While Fyda said he isn't close to his adoptive family, his in-laws have been supportive and have helped him through the years.
Nathanson said her new daughter-in-law has been a "wonderful support system" for her son.
Fyda said friends always pointed out the differences between him and his adoptive family, and that now, looking at and talking to his mom, he can see similarities with her.
"Now it completely makes sense," he said. "We have so many things in common, we do so many of the same type of things, it's really kind of disturbing."
Nathanson also noted that both she and Fyda's wife are special education teachers, blondes and Geminis.
"You know how people say, you marry your mom?" Fyda joked.
Nathanson and Fyda both said they had no regrets about how life worked out for both of them.
"We both said yesterday that we wouldn't change anything," he said. "The only thing I would change is that I would've found her sooner. But that's alright. Later is better than never."
Nathanson said her husband, sons and her mother are all looking forward to meeting their new relatives, who are planning to travel out west this spring.
"To sit here across from Matt knowing this is my son, and he's got my blood running through his veins, and then to look at those two little boys and know my blood is running through their veins, it really blows me away," she said.
Nathanson said she wasn't actively looking for Fyda because she wasn't sure if he was mutually interested.

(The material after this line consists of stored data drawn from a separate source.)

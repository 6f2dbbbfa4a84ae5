//! Provider registry.
//!
//! The registry is assembled once at startup by an explicit call to
//! [`ProviderRegistry::with_default_providers`] (or by registering
//! descriptors one by one) and is read-only afterwards. Share it behind an
//! `Arc`; lookups take no lock.

use std::collections::HashMap;

use tallybar_core::ProviderKind;
use tallybar_fetch::{PipelineError, SourceMode};
use thiserror::Error;
use tracing::debug;

use crate::antigravity::antigravity_descriptor;
use crate::descriptor::ProviderDescriptor;
use crate::jetbrains::jetbrains_descriptor;
use crate::kimik2::kimik2_descriptor;
use crate::openrouter::openrouter_descriptor;
use crate::warp::warp_descriptor;

// ============================================================================
// Registry Error
// ============================================================================

/// Errors raised while assembling the registry.
#[derive(Debug, Error, PartialEq, Eq)]
pub enum RegistryError {
    /// A descriptor for this provider is already registered.
    #[error("Provider {0} is already registered")]
    DuplicateProvider(ProviderKind),

    /// Another provider already answers to this CLI name.
    #[error("CLI name '{name}' for {provider} is already used by {existing}")]
    DuplicateCliName {
        /// The contested name.
        name: String,
        /// Provider being registered.
        provider: ProviderKind,
        /// Provider that owns the name.
        existing: ProviderKind,
    },
}

/// Descriptors registered by [`ProviderRegistry::with_default_providers`].
pub fn default_descriptors() -> Vec<ProviderDescriptor> {
    vec![
        openrouter_descriptor(),
        warp_descriptor(),
        antigravity_descriptor(),
        jetbrains_descriptor(),
        kimik2_descriptor(),
    ]
}

// ============================================================================
// Provider Registry
// ============================================================================

/// Registry of provider descriptors, in registration order.
#[derive(Debug, Default)]
pub struct ProviderRegistry {
    descriptors: Vec<ProviderDescriptor>,
    cli_names: HashMap<String, ProviderKind>,
}

impl ProviderRegistry {
    /// Creates an empty registry.
    pub fn new() -> Self {
        Self::default()
    }

    /// Creates a registry holding every built-in provider.
    pub fn with_default_providers() -> Result<Self, RegistryError> {
        let mut registry = Self::new();
        for descriptor in default_descriptors() {
            registry.register(descriptor)?;
        }
        Ok(registry)
    }

    /// Registers a descriptor.
    ///
    /// A second descriptor for the same provider is rejected even if it is
    /// identical to the first.
    pub fn register(&mut self, descriptor: ProviderDescriptor) -> Result<(), RegistryError> {
        if self.get(descriptor.id).is_some() {
            return Err(RegistryError::DuplicateProvider(descriptor.id));
        }

        let names: Vec<String> = descriptor.cli.names().map(str::to_lowercase).collect();
        for name in &names {
            if let Some(existing) = self.cli_names.get(name) {
                return Err(RegistryError::DuplicateCliName {
                    name: name.clone(),
                    provider: descriptor.id,
                    existing: *existing,
                });
            }
        }

        debug!(provider = %descriptor.id, "Registering provider");
        for name in names {
            self.cli_names.insert(name, descriptor.id);
        }
        self.descriptors.push(descriptor);
        Ok(())
    }

    /// Looks up a provider, failing with [`PipelineError::UnknownProvider`].
    pub fn lookup(&self, id: ProviderKind) -> Result<&ProviderDescriptor, PipelineError> {
        self.get(id).ok_or(PipelineError::UnknownProvider(id))
    }

    /// Gets a provider descriptor by kind.
    pub fn get(&self, id: ProviderKind) -> Option<&ProviderDescriptor> {
        self.descriptors.iter().find(|d| d.id == id)
    }

    /// Returns all provider descriptors.
    pub fn all(&self) -> &[ProviderDescriptor] {
        &self.descriptors
    }

    /// Returns all provider kinds.
    pub fn kinds(&self) -> Vec<ProviderKind> {
        self.descriptors.iter().map(|d| d.id).collect()
    }

    /// Returns the number of registered providers.
    pub fn len(&self) -> usize {
        self.descriptors.len()
    }

    /// Returns true if nothing is registered.
    pub fn is_empty(&self) -> bool {
        self.descriptors.is_empty()
    }

    /// Looks up a provider by CLI name or alias, ignoring case.
    pub fn get_by_cli_name(&self, name: &str) -> Option<&ProviderDescriptor> {
        let kind = self.cli_names.get(&name.trim().to_lowercase())?;
        self.get(*kind)
    }

    /// Returns providers that support the given source mode.
    pub fn with_source_mode(&self, mode: SourceMode) -> Vec<&ProviderDescriptor> {
        self.descriptors
            .iter()
            .filter(|d| d.supports_mode(mode))
            .collect()
    }
}

// ============================================================================
// Tests
// ============================================================================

"My whole life, I wondered, I questioned, 'Did I do the right thing? Is he OK?'" she said. "There was a part of me that was just empty. And I feel now that I'm finally at peace. My husband says he's never seen me happier."
Kate added, "Matt didn't stop smiling for weeks."
Nathanson said that, when she had that baby boy in high school, delivered over winter break, her friends never knew and most of her family didn't know.
"I never really wanted to tell anybody," she said. "But now, I'm not ashamed, I'm proud. He's a wonderful man that he's grown into."